** Opening INPUT FOR THIS TASK block **
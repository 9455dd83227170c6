//! Root interning and meta counters.

use std::path::{Path, PathBuf};

use redb::ReadableTable;
use tracing::debug;

use nodupe_core::RootId;
use nodupe_core::error::{Error, Result};

use crate::tables::{
    META_EPOCH, META_NEXT_ROOT_ID, META_TABLE, ROOTS_BY_PATH_TABLE, ROOTS_TABLE,
};
use crate::RedbCatalog;

impl RedbCatalog {
    /// Read a meta counter; missing keys read as zero.
    pub(crate) fn meta_get(&self, key: &str) -> Result<u64> {
        let read = self.begin_read()?;
        let table = read
            .open_table(META_TABLE)
            .map_err(|e| Error::Catalog(format!("Failed to open meta table: {e}")))?;
        Ok(table
            .get(key)
            .map_err(|e| Error::Catalog(format!("Failed to read meta key {key}: {e}")))?
            .map(|guard| guard.value())
            .unwrap_or(0))
    }

    /// Increment the scan epoch and return the new value.
    pub(crate) fn bump_epoch(&self) -> Result<u64> {
        let write = self.begin_write()?;
        let next = {
            let mut table = write
                .open_table(META_TABLE)
                .map_err(|e| Error::Catalog(format!("Failed to open meta table: {e}")))?;
            let current = table
                .get(META_EPOCH)
                .map_err(|e| Error::Catalog(format!("Failed to read epoch: {e}")))?
                .map(|guard| guard.value())
                .unwrap_or(0);
            let next = current + 1;
            table
                .insert(META_EPOCH, next)
                .map_err(|e| Error::Catalog(format!("Failed to store epoch: {e}")))?;
            next
        };
        Self::commit(write)?;
        debug!("Catalog epoch advanced to {}", next);
        Ok(next)
    }

    /// Allocate the next surrogate id for `counter_key` inside an already
    /// open write transaction.
    pub(crate) fn allocate_id(
        table: &mut redb::Table<&str, u64>,
        counter_key: &str,
        first: u64,
    ) -> Result<u64> {
        let current = table
            .get(counter_key)
            .map_err(|e| Error::Catalog(format!("Failed to read counter {counter_key}: {e}")))?
            .map(|guard| guard.value())
            .unwrap_or(first);
        table
            .insert(counter_key, current + 1)
            .map_err(|e| Error::Catalog(format!("Failed to bump counter {counter_key}: {e}")))?;
        Ok(current)
    }

    pub(crate) fn intern_root_impl(&self, path: &Path) -> Result<RootId> {
        let key = path.to_string_lossy().into_owned();

        {
            let read = self.begin_read()?;
            let by_path = read
                .open_table(ROOTS_BY_PATH_TABLE)
                .map_err(|e| Error::Catalog(format!("Failed to open roots index: {e}")))?;
            if let Some(guard) = by_path
                .get(key.as_str())
                .map_err(|e| Error::Catalog(format!("Failed to look up root: {e}")))?
            {
                return Ok(guard.value());
            }
        }

        let write = self.begin_write()?;
        let root_id = {
            let mut meta = write
                .open_table(META_TABLE)
                .map_err(|e| Error::Catalog(format!("Failed to open meta table: {e}")))?;
            let mut by_path = write
                .open_table(ROOTS_BY_PATH_TABLE)
                .map_err(|e| Error::Catalog(format!("Failed to open roots index: {e}")))?;
            let mut roots = write
                .open_table(ROOTS_TABLE)
                .map_err(|e| Error::Catalog(format!("Failed to open roots table: {e}")))?;

            // Re-check under the write lock; another thread may have
            // interned the same path meanwhile.
            if let Some(guard) = by_path
                .get(key.as_str())
                .map_err(|e| Error::Catalog(format!("Failed to look up root: {e}")))?
            {
                let existing = guard.value();
                drop(guard);
                existing
            } else {
                let id = Self::allocate_id(&mut meta, META_NEXT_ROOT_ID, 1)? as RootId;
                by_path
                    .insert(key.as_str(), id)
                    .map_err(|e| Error::Catalog(format!("Failed to insert root index: {e}")))?;
                roots
                    .insert(id, key.as_str())
                    .map_err(|e| Error::Catalog(format!("Failed to insert root: {e}")))?;
                debug!("Interned root {} as id {}", path.display(), id);
                id
            }
        };
        Self::commit(write)?;
        Ok(root_id)
    }

    pub(crate) fn root_path_impl(&self, root_id: RootId) -> Result<Option<PathBuf>> {
        let read = self.begin_read()?;
        let table = read
            .open_table(ROOTS_TABLE)
            .map_err(|e| Error::Catalog(format!("Failed to open roots table: {e}")))?;
        Ok(table
            .get(root_id)
            .map_err(|e| Error::Catalog(format!("Failed to read root {root_id}: {e}")))?
            .map(|guard| PathBuf::from(guard.value())))
    }

    pub(crate) fn list_roots_impl(&self) -> Result<Vec<(RootId, PathBuf)>> {
        let read = self.begin_read()?;
        let table = read
            .open_table(ROOTS_TABLE)
            .map_err(|e| Error::Catalog(format!("Failed to open roots table: {e}")))?;
        let mut roots = Vec::new();
        for item in table
            .iter()
            .map_err(|e| Error::Catalog(format!("Failed to iterate roots: {e}")))?
        {
            let (key, value) =
                item.map_err(|e| Error::Catalog(format!("Failed to read root row: {e}")))?;
            roots.push((key.value(), PathBuf::from(value.value())));
        }
        Ok(roots)
    }
}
** Closing INPUT FOR THIS TASK block **
> **AIM OF THE TASK**
All of the records above are to be copied exactly.

> **EXERCISE ANSWER**
repository 9455dd83227170c6
//! Root interning and meta counters.

use std::path::{Path, PathBuf};

use redb::ReadableTable;
use tracing::debug;

use nodupe_core::RootId;
use nodupe_core::error::{Error, Result};

use crate::tables::{
    META_EPOCH, META_NEXT_ROOT_ID, META_TABLE, ROOTS_BY_PATH_TABLE, ROOTS_TABLE,
};
use crate::RedbCatalog;

impl RedbCatalog {
    /// Read a meta counter; missing keys read as zero.
    pub(crate) fn meta_get(&self, key: &str) -> Result<u64> {
        let read = self.begin_read()?;
        let table = read
            .open_table(META_TABLE)
            .map_err(|e| Error::Catalog(format!("Failed to open meta table: {e}")))?;
        Ok(table
            .get(key)
            .map_err(|e| Error::Catalog(format!("Failed to read meta key {key}: {e}")))?
            .map(|guard| guard.value())
            .unwrap_or(0))
    }

    /// Increment the scan epoch and return the new value.
    pub(crate) fn bump_epoch(&self) -> Result<u64> {
        let write = self.begin_write()?;
        let next = {
            let mut table = write
                .open_table(META_TABLE)
                .map_err(|e| Error::Catalog(format!("Failed to open meta table: {e}")))?;
            let current = table
                .get(META_EPOCH)
                .map_err(|e| Error::Catalog(format!("Failed to read epoch: {e}")))?
                .map(|guard| guard.value())
                .unwrap_or(0);
            let next = current + 1;
            table
                .insert(META_EPOCH, next)
                .map_err(|e| Error::Catalog(format!("Failed to store epoch: {e}")))?;
            next
        };
        Self::commit(write)?;
        debug!("Catalog epoch advanced to {}", next);
        Ok(next)
    }

    /// Allocate the next surrogate id for `counter_key` inside an already
    /// open write transaction.
    pub(crate) fn allocate_id(
        table: &mut redb::Table<&str, u64>,
        counter_key: &str,
        first: u64,
    ) -> Result<u64> {
        let current = table
            .get(counter_key)
            .map_err(|e| Error::Catalog(format!("Failed to read counter {counter_key}: {e}")))?
            .map(|guard| guard.value())
            .unwrap_or(first);
        table
            .insert(counter_key, current + 1)
            .map_err(|e| Error::Catalog(format!("Failed to bump counter {counter_key}: {e}")))?;
        Ok(current)
    }

    pub(crate) fn intern_root_impl(&self, path: &Path) -> Result<RootId> {
        let key = path.to_string_lossy().into_owned();

        {
            let read = self.begin_read()?;
            let by_path = read
                .open_table(ROOTS_BY_PATH_TABLE)
                .map_err(|e| Error::Catalog(format!("Failed to open roots index: {e}")))?;
            if let Some(guard) = by_path
                .get(key.as_str())
                .map_err(|e| Error::Catalog(format!("Failed to look up root: {e}")))?
            {
                return Ok(guard.value());
            }
        }

        let write = self.begin_write()?;
        let root_id = {
            let mut meta = write
                .open_table(META_TABLE)
                .map_err(|e| Error::Catalog(format!("Failed to open meta table: {e}")))?;
            let mut by_path = write
                .open_table(ROOTS_BY_PATH_TABLE)
                .map_err(|e| Error::Catalog(format!("Failed to open roots index: {e}")))?;
            let mut roots = write
                .open_table(ROOTS_TABLE)
                .map_err(|e| Error::Catalog(format!("Failed to open roots table: {e}")))?;

            // Re-check under the write lock; another thread may have
            // interned the same path meanwhile.
            if let Some(guard) = by_path
                .get(key.as_str())
                .map_err(|e| Error::Catalog(format!("Failed to look up root: {e}")))?
            {
                let existing = guard.value();
                drop(guard);
                existing
            } else {
                let id = Self::allocate_id(&mut meta, META_NEXT_ROOT_ID, 1)? as RootId;
                by_path
                    .insert(key.as_str(), id)
                    .map_err(|e| Error::Catalog(format!("Failed to insert root index: {e}")))?;
                roots
                    .insert(id, key.as_str())
                    .map_err(|e| Error::Catalog(format!("Failed to insert root: {e}")))?;
                debug!("Interned root {} as id {}", path.display(), id);
                id
            }
        };
        Self::commit(write)?;
        Ok(root_id)
    }

    pub(crate) fn root_path_impl(&self, root_id: RootId) -> Result<Option<PathBuf>> {
        let read = self.begin_read()?;
        let table = read
            .open_table(ROOTS_TABLE)
            .map_err(|e| Error::Catalog(format!("Failed to open roots table: {e}")))?;
        Ok(table
            .get(root_id)
            .map_err(|e| Error::Catalog(format!("Failed to read root {root_id}: {e}")))?
            .map(|guard| PathBuf::from(guard.value())))
    }

    pub(crate) fn list_roots_impl(&self) -> Result<Vec<(RootId, PathBuf)>> {
        let read = self.begin_read()?;
        let table = read
            .open_table(ROOTS_TABLE)
            .map_err(|e| Error::Catalog(format!("Failed to open roots table: {e}")))?;
        let mut roots = Vec::new();
        for item in table
            .iter()
            .map_err(|e| Error::Catalog(format!("Failed to iterate roots: {e}")))?
        {
            let (key, value) =
                item.map_err(|e| Error::Catalog(format!("Failed to read root row: {e}")))?;
            roots.push((key.value(), PathBuf::from(value.value())));
        }
        Ok(roots)
    }
}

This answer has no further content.